U.S. Senator To Introduce 'Kill Switch' Legislation To Combat Phone Thefts

U.S. Senator To Introduce 'Kill Switch' Legislation To Combat Phone Thefts
In this Thursday, Oct. 17, 2013 photo, Sen. Amy Klobuchar, D-Minn., takes questions after addressing a summit in Brooklyn Center, Minn. Klobuchar told reporters during a visit to a food bank in Golden Valley, Minn., Friday that she is optimistic that Congress will pass a long-stalled farm bill this year. (AP Photo/Jim Mone)
In this Thursday, Oct. 17, 2013 photo, Sen. Amy Klobuchar, D-Minn., takes questions after addressing a summit in Brooklyn Center, Minn. Klobuchar told reporters during a visit to a food bank in Golden Valley, Minn., Friday that she is optimistic that Congress will pass a long-stalled farm bill this year. (AP Photo/Jim Mone)

U.S. Sen. Amy Klobuchar (D-Minn.) will introduce legislation in coming weeks to fight a growing trend of smartphone thefts nationwide by forcing the industry to adopt technology that makes it impossible to reuse stolen devices.

Klobuchar’s bill would require all phones sold in the United States to have a “kill switch” that shuts down a phone's call capabilities, Wi-Fi, games and other features when it's reported stolen. The wireless industry has resisted such a feature, raising questions about whether the legislation will succeed.

The bill -- the first of its kind in Congress -- would empower the Federal Communications Commission to issue fines or other penalties against phone manufacturers or wireless carriers that do not comply.

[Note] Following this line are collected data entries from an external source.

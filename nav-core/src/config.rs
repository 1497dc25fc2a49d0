//! Client-side configuration shared by the CLI and the web app.

use serde::{Deserialize, Serialize};

pub const DEFAULT_BASE_URL: &str = "http://localhost:5000";
pub const DEFAULT_TIMEOUT_SECS: u64 = 60;

/// Where the metadata client sends requests.
#[derive(Debug, PartialEq, Clone, Serialize, Deserialize)]
pub struct ClientConfig {
    /// Server root; empty means same-origin relative URLs (the web app).
    #[serde(default = "default_base_url")]
    pub base_url: String,
    /// Request timeout for the native client; ignored by the wasm fetch backend.
    #[serde(default = "default_timeout_secs")]
    pub timeout_secs: u64,
}

fn default_base_url() -> String {
    DEFAULT_BASE_URL.to_string()
}

fn default_timeout_secs() -> u64 {
    DEFAULT_TIMEOUT_SECS
}

impl Default for ClientConfig {
    fn default() -> Self {
        Self {
            base_url: default_base_url(),
            timeout_secs: default_timeout_secs(),
        }
    }
}

impl ClientConfig {
    /// Configuration for a browser build talking to its own origin.
    pub fn same_origin() -> Self {
        Self {
            base_url: String::new(),
            timeout_secs: default_timeout_secs(),
        }
    }
}

#[cfg(test)]
mod tests {
    use super::*;

    #[test]
    fn test_partial_config_uses_defaults() {
        let config: ClientConfig = serde_json::from_str(r#"{"base_url":"http://nav"}"#).unwrap();
        assert_eq!(config.base_url, "http://nav");
        assert_eq!(config.timeout_secs, DEFAULT_TIMEOUT_SECS);
    }
}
//! Metadata requests tagged with the key they were issued for.
//!
//! A layer never cancels an in-flight request. Instead every request carries a
//! `Ticket`; when the reply comes back it is compared against the ticket the
//! layer is still waiting for and dropped on mismatch.

use crate::error::ApiError;
use crate::map::LayerType;
use crate::metadata::{DatasetDescriptor, DepthDescriptor, VariableDescriptor};
use serde::{Deserialize, Serialize};
use std::fmt;

/// A read-only metadata fetch, keyed by the selection it depends on.
#[derive(Debug, PartialEq, Eq, Hash, Clone, Serialize, Deserialize)]
pub enum MetadataRequest {
    Datasets {
        layer_type: LayerType,
    },
    Variables {
        layer_type: LayerType,
        dataset: String,
    },
    Depths {
        dataset: String,
        variable: String,
    },
}

impl fmt::Display for MetadataRequest {
    fn fmt(&self, f: &mut fmt::Formatter<'_>) -> fmt::Result {
        match self {
            MetadataRequest::Datasets { layer_type } => write!(f, "datasets[{}]", layer_type),
            MetadataRequest::Variables {
                layer_type,
                dataset,
            } => write!(f, "variables[{}/{}]", layer_type, dataset),
            MetadataRequest::Depths { dataset, variable } => {
                write!(f, "depths[{}/{}]", dataset, variable)
            }
        }
    }
}

/// The decoded body of a metadata reply.
#[derive(Debug, PartialEq, Clone, Serialize, Deserialize)]
pub enum MetadataReply {
    Datasets(Vec<DatasetDescriptor>),
    Variables(Vec<VariableDescriptor>),
    Depths(Vec<DepthDescriptor>),
}

impl MetadataReply {
    pub fn is_empty(&self) -> bool {
        match self {
            MetadataReply::Datasets(d) => d.is_empty(),
            MetadataReply::Variables(v) => v.is_empty(),
            MetadataReply::Depths(d) => d.is_empty(),
        }
    }
}

/// Identifies one issued request: a per-layer sequence number plus the key.
///
/// Two tickets are equal only if both match, so re-selecting a dataset that
/// was superseded earlier cannot revive the earlier reply.
#[derive(Debug, PartialEq, Eq, Hash, Clone, Serialize, Deserialize)]
pub struct Ticket {
    pub seq: u64,
    pub request: MetadataRequest,
}

impl fmt::Display for Ticket {
    fn fmt(&self, f: &mut fmt::Formatter<'_>) -> fmt::Result {
        write!(f, "#{} {}", self.seq, self.request)
    }
}

/// Anything that can answer metadata requests: the HTTP client, or a
/// scripted source in tests.
#[allow(async_fn_in_trait)]
pub trait MetadataSource {
    async fn fetch(&self, request: &MetadataRequest) -> Result<MetadataReply, ApiError>;
}
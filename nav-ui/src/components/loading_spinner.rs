//! Loading indicator.

use dioxus::prelude::*;

#[derive(Props, Clone, PartialEq)]
pub struct LoadingSpinnerProps {
    #[props(default = "Loading map...".to_string())]
    pub message: String,
}

#[component]
pub fn LoadingSpinner(props: LoadingSpinnerProps) -> Element {
    rsx! {
        div {
            style: "display: flex; justify-content: center; align-items: center; padding: 16px; color: #666;",
            "{props.message}"
        }
    }
}
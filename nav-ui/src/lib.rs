//! Shared Dioxus components and OpenLayers bridge for the ocean navigator map.
//!
//! This crate provides:
//! - `map_bridge`: Rust wrappers for the OpenLayers map functions via `js_sys::eval()`
//! - `state`: Reactive AppState with Dioxus Signals, acting as the layers' host
//! - `components`: Reusable RSX components (layer panels, selectors, map containers)

pub mod components;
pub mod map_bridge;
pub mod state;
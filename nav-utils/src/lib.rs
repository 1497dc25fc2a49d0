//! Shared utility functions for ocean navigator crates.

/// Date utility functions
pub mod dates {
    use chrono::{DateTime, Datelike, Timelike, Utc};
    use nav_core::map::Quantum;

    /// Render a timestamp as an ISO-8601 string truncated to the precision of
    /// `quantum`, always in UTC with a `+00:00` suffix.
    ///
    /// This does not check that the instant exists in any dataset.
    pub fn date_to_iso(date: &DateTime<Utc>, quantum: Quantum) -> String {
        let (y, mo, d) = (date.year(), date.month(), date.day());
        let (h, mi, s) = (date.hour(), date.minute(), date.second());
        match quantum {
            Quantum::Min => format!("{:04}-{:02}-{:02}T{:02}:{:02}:00+00:00", y, mo, d, h, mi),
            Quantum::Hour => format!("{:04}-{:02}-{:02}T{:02}:00:00+00:00", y, mo, d, h),
            Quantum::Day => format!("{:04}-{:02}-{:02}T00:00:00+00:00", y, mo, d),
            Quantum::Month => format!("{:04}-{:02}-01T00:00:00+00:00", y, mo),
            Quantum::Year => format!("{:04}-01-01T00:00:00+00:00", y),
            Quantum::None => format!(
                "{:04}-{:02}-{:02}T{:02}:{:02}:{:02}+00:00",
                y, mo, d, h, mi, s
            ),
        }
    }

    /// Parse an RFC 3339 timestamp ("2023-06-05T14:37:00Z") into UTC.
    pub fn parse_timestamp(s: &str) -> anyhow::Result<DateTime<Utc>> {
        Ok(DateTime::parse_from_rfc3339(s.trim())?.with_timezone(&Utc))
    }

    #[cfg(test)]
    mod tests {
        use super::*;
        use chrono::TimeZone;

        fn sample() -> DateTime<Utc> {
            Utc.with_ymd_and_hms(2023, 6, 5, 14, 37, 9).unwrap()
        }

        #[test]
        fn test_day_precision_pads_day_and_month() {
            assert_eq!(date_to_iso(&sample(), Quantum::Day), "2023-06-05T00:00:00+00:00");
        }

        #[test]
        fn test_year_precision() {
            assert_eq!(date_to_iso(&sample(), Quantum::Year), "2023-01-01T00:00:00+00:00");
        }

        #[test]
        fn test_month_hour_minute_precision() {
            assert_eq!(date_to_iso(&sample(), Quantum::Month), "2023-06-01T00:00:00+00:00");
            assert_eq!(date_to_iso(&sample(), Quantum::Hour), "2023-06-05T14:00:00+00:00");
            assert_eq!(date_to_iso(&sample(), Quantum::Min), "2023-06-05T14:37:00+00:00");
        }

        #[test]
        fn test_unknown_quantum_keeps_seconds() {
            assert_eq!(date_to_iso(&sample(), Quantum::None), "2023-06-05T14:37:09+00:00");
        }

        #[test]
        fn test_parse_timestamp_converts_offsets() {
            let parsed = parse_timestamp("2023-06-05T16:37:09+02:00").unwrap();
            assert_eq!(parsed, sample());
            assert!(parse_timestamp("not a date").is_err());
        }
    }
}
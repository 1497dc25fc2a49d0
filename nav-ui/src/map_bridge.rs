//! Typed wrappers around OpenLayers interop via `js_sys::eval()`.
//!
//! The map functions live in `assets/js/navigator-map.js` and are exposed as
//! `window.navigatorMaps`. Each map side gets its own OpenLayers `Map`; tile
//! layers are tracked by their `LayerId` so a layer can be re-pointed or
//! removed without the JS side knowing anything about selections.

use nav_core::map::MapSide;
use nav_layer::tile::{LayerId, TileLayer};

static NAVIGATOR_MAP_JS: &str = include_str!("../assets/js/navigator-map.js");

/// Execute arbitrary JS, wrapping in try/catch to avoid panics.
pub fn call_js(code: &str) {
    let wrapped = format!(
        "try {{ {} }} catch(e) {{ console.warn('Navigator JS call failed:', e); }}",
        code
    );
    let _ = js_sys::eval(&wrapped);
}

/// Evaluate the map script once OpenLayers has loaded.
pub fn init_maps() {
    let store_js = format!(
        "window.__navigatorMapScript = {};",
        serde_json::to_string(NAVIGATOR_MAP_JS).unwrap_or_default()
    );
    let _ = js_sys::eval(&store_js);

    let init_js = r#"
        (function() {
            var waitForOl = setInterval(function() {
                if (typeof ol !== 'undefined') {
                    clearInterval(waitForOl);
                    (0, eval)(window.__navigatorMapScript);
                    delete window.__navigatorMapScript;
                    window.__navigatorMapsReady = true;
                }
            }, 100);
        })();
    "#;
    let _ = js_sys::eval(init_js);
}

/// Run `body` once the map script is ready and the target element exists.
fn when_ready(side: MapSide, body: &str) {
    call_js(&format!(
        r#"
        (function() {{
            var poll = setInterval(function() {{
                if (window.__navigatorMapsReady && document.getElementById('map-{side}')) {{
                    clearInterval(poll);
                    try {{ {body} }} catch(e) {{ console.error('[Navigator] map call failed:', e); }}
                }}
            }}, 100);
        }})();
        "#,
        side = side.as_str(),
        body = body,
    ));
}

/// Create the OpenLayers map for `side` inside `map-{side}`.
pub fn create_map(side: MapSide, projection: &str) {
    when_ready(
        side,
        &format!(
            "window.navigatorMaps.create('{}', 'map-{}', '{}');",
            side.as_str(),
            side.as_str(),
            projection
        ),
    );
}

/// Ask the map on `side` to re-read the sources of its tile layers.
pub fn reload_map(side: MapSide, layers: &[TileLayer]) {
    let layers_json = serde_json::to_string(layers).unwrap_or_default();
    let escaped = layers_json.replace('\'', "\\'").replace('\n', "");
    when_ready(
        side,
        &format!("window.navigatorMaps.reload('{}', '{}');", side.as_str(), escaped),
    );
}

pub fn add_layer(side: MapSide, layer: &TileLayer) {
    let layer_json = serde_json::to_string(layer).unwrap_or_default();
    let escaped = layer_json.replace('\'', "\\'").replace('\n', "");
    when_ready(
        side,
        &format!("window.navigatorMaps.addLayer('{}', '{}');", side.as_str(), escaped),
    );
}

/// Runs at once: the map may already be gone when compare mode ends.
pub fn remove_layer(side: MapSide, id: LayerId) {
    call_js(&format!(
        "if (window.navigatorMaps) window.navigatorMaps.removeLayer('{}', {});",
        side.as_str(),
        id.0
    ));
}

/// Tear down the map on `side`, e.g. when leaving compare mode.
pub fn destroy_map(side: MapSide) {
    call_js(&format!(
        "if (window.navigatorMaps) window.navigatorMaps.destroy('{}');",
        side.as_str()
    ));
}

In an interview, Klobuchar told The Huffington Post that she decided to introduce legislation after hearing about a recent surge of smartphone robberies targeting students at the University of Minnesota, and discovering that phone robberies had become a nationwide problem.

About 1.6 million Americans had their phones stolen last year, according to Consumer Reports. About 40 percent of robberies in major U.S. cities involve mobile devices, the Federal Communications Commission has noted.

In her eight years as a prosecutor, Klobuchar said she rarely encountered a phone theft case, but the problem has now become an epidemic.

"There's been a major shift,” she told HuffPost. “And that has to do with the value of these phones.”

Stolen phones can be resold for hundreds or even thousands of dollars on an underground market that connects buyers and sellers around the world. The same iPhone that can cost an American customer just $200 with a two-year service contract can fetch as much as $2,000 in Hong Kong or Brazil, where import taxes have driven up the price of Apple products.

Klobuchar, who chairs a Senate subcommittee on consumer rights issues, said she plans to hold a hearing on the topic in the coming months.

Klobuchar is the latest elected official to pressure the industry to find a solution to what has become an international public safety issue. California State Sen. Mark Leno (D) plans to introduce legislation next month that would require every new smartphone sold in the state to carry anti-theft technology.

San Francisco District Attorney George Gascon and New York Attorney General Eric Schneiderman launched their "Secure Our Smartphones" initiative last summer, aimed at pressing the industry to adopt technology that could make stolen phones worthless to thieves. More than 100 officials from across the country -- including district attorneys and high-level police officials from eight major cities and attorneys general from six states -- have joined the effort.

Apple and Samsung have responded to the growing pressure by announcing new security features last summer that they said would allow consumers to render their devices useless once stolen.

But the effectiveness of Apple’s new anti-theft feature, which was introduced in September, is still unproven, and wireless carriers have rejected the rollout of Samsung’s kill switch feature to preserve their profits from selling phone insurance, according to San Francisco District Attorney George Gascon.

Meanwhile, thefts of smartphones and other mobile devices increased in several major cities in 2013, including New York, Washington, D.C., and San Francisco.

Paul Boken, whose 23-year-old daughter, Megan, was killed in an iPhone robbery in 2012, told HuffPost that Apple needs “to do more to make users aware of the usefulness” of its new anti-theft feature. He also said he was “very disappointed" with the rest of the industry's "lack of progress on the issue.”

But he was encouraged by Klobuchar's legislation to deter phone thieves.

“Initiatives to do something about it seem to be gaining momentum,” he told HuffPost.